Norwegian jurist and businessperson

Fredrik Stang Heffermehl (22 March 1913 – 27 February 1993) was a Norwegian jurist and businessperson.

He was born in Kristiania as a son of consul Fredrik Stang Heffermehl Sr. (1870–1937) and Ida Henriksen (1876–1955). He finished his secondary education in 1930, and graduated from the Royal Frederick University with the cand.jur. degree in 1935. He started working as a jurist, and also studied abroad on a scholarship in 1939. He was married twice; first from 1937 to Elisabeth Thorne Nielsen (1914–1943). After she died, Heffermehl married Karin
Louise Moestue in 1914.

He was hired in the Hafslund corporation in 1937 as a judicial secretary. This meant that he worked for both Hafslund, Glommens Træsliberi and Vamma Fossekompani. In 1946 he was promoted to assisting director in the Hafslund corporation. He was promoted further to mercantile director in 1953, vice chief executive in 1961 and chief executive in 1966. He remained chief executive until 1979, and was then a board member until 1983.

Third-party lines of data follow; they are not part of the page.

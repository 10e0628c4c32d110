//! Syntax tree and type annotations consumed by the stc code generator.
//!
//! The front end (parser and type checker) is not part of this workspace.
//! It hands over a [`Program`] together with something implementing
//! [`TypeQuery`], usually a [`TypeTable`] decoded from a [`SourceDocument`].

mod ast;
mod builder;
mod document;
mod node_id;
mod types;

pub use ast::{BinaryOp, Expr, ExprKind, ForInit, ForStmt, Program, Stmt, StmtKind, UnaryOp, VarDecl};
pub use builder::ProgramBuilder;
pub use document::{SourceDocument, TypeEntry};
pub use node_id::NodeId;
pub use types::{SourceType, TypeQuery, TypeTable};
fn kind_of(result: Result<CompiledModule, CompilationError>) -> CompilationErrorKind {
    match result {
        Ok(module) => panic!("expected an error, got:\n{module}"),
        Err(err) => err.into_kind(),
    }
}

/// `console.log(<text>)` as a statement.
fn log_stmt(b: &ProgramBuilder, text: &str) -> stc_ast::Stmt {
    let call = b.call(b.path("console.log"), vec![b.string(text)]);
    b.expr_stmt(call)
}

/// `for (let i<: annotation> = 0; i < 10; i++) {}`
fn counting_loop(b: &ProgramBuilder, annotation: Option<&str>) -> stc_ast::Stmt {
    let init = ForInit::Variables(vec![b.var("i", annotation, Some(b.number(0)))]);
    let condition = b.binary(BinaryOp::Lt, b.ident("i"), b.number(10));
    let increment = b.postfix(UnaryOp::Increment, b.ident("i"));
    b.for_loop(Some(init), Some(condition), Some(increment), b.block(vec![]))
}

fn jump_target(func: &cl_ir::Function, block: Block) -> Block {
    let inst = func.layout.last_inst(block).unwrap();
    match &func.dfg.insts[inst] {
        InstructionData::Jump { destination, .. } => destination.block(&func.dfg.value_lists),
        other => panic!("expected a jump, found {:?}", other.opcode()),
    }
}

fn brif_targets(func: &cl_ir::Function, block: Block) -> (Block, Block) {
    let inst = func.layout.last_inst(block).unwrap();
    match &func.dfg.insts[inst] {
        InstructionData::Brif { blocks, .. } => (
            blocks[0].block(&func.dfg.value_lists),
            blocks[1].block(&func.dfg.value_lists),
        ),
        other => panic!("expected a brif, found {:?}", other.opcode()),
    }
}

pub(crate) fn host_module() -> ObjectModule {
    let mut flag_builder = settings::builder();
    flag_builder.set("is_pic", "true").unwrap();
    let isa = cranelift_codegen::isa::lookup(Triple::host())
        .unwrap()
        .finish(settings::Flags::new(flag_builder))
        .unwrap();
    ObjectModule::new(
        ObjectBuilder::new(isa, "test", cranelift_module::default_libcall_names()).unwrap(),
    )
}
//! stc compiler CLI entry point.

mod cli;

use clap::Parser;
use cli::{BuildArgs, Cli, Command};
use stc::{BuildOptions, Config};
use tracing_subscriber::EnvFilter;

fn main() {
    let cli = Cli::parse();
    init_tracing(cli.verbose);

    let result = match cli.command {
        Command::Build(args) => run_build(args),
    };
    if let Err(e) = result {
        eprintln!("error: {e}");
        std::process::exit(1);
    }
}

/// `RUST_LOG` wins; otherwise warnings, or more with `-v`.
fn init_tracing(verbose: u8) {
    let default = match verbose {
        0 => "warn",
        1 => "info",
        _ => "debug",
    };
    let filter = EnvFilter::try_from_default_env().unwrap_or_else(|_| EnvFilter::new(default));
    tracing_subscriber::fmt()
        .with_env_filter(filter)
        .with_writer(std::io::stderr)
        .init();
}

fn run_build(args: BuildArgs) -> stc::Result<()> {
    let mut config = Config::discover(args.config.as_deref(), &args.input)?;
    if let Some(target) = args.target {
        config.build.target = Some(target);
    }
    if let Some(dir) = args.output_dir {
        config.build.output_dir = dir;
    }

    let artifacts = stc::build(&BuildOptions {
        input: args.input,
        config,
        print_ir: args.print_ir,
        emit_ir: args.emit_ir,
        link: !args.no_link,
    })?;

    if let Some(executable) = &artifacts.executable {
        eprintln!("Successfully compiled to: {}", executable.display());
    } else {
        eprintln!("Successfully compiled to: {}", artifacts.object.display());
    }
    Ok(())
}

He was a central board member of the Norwegian Employers' Confederation, and a member of the board, the executive committee and several other committees in the Federation of Norwegian Industries during the 1950s and 1960s. He was a deputy chairman of Glommens og Laagens Brukseierforening, board member of Viul Tresliperi and supervisory council member of Noratom and Norcontrol.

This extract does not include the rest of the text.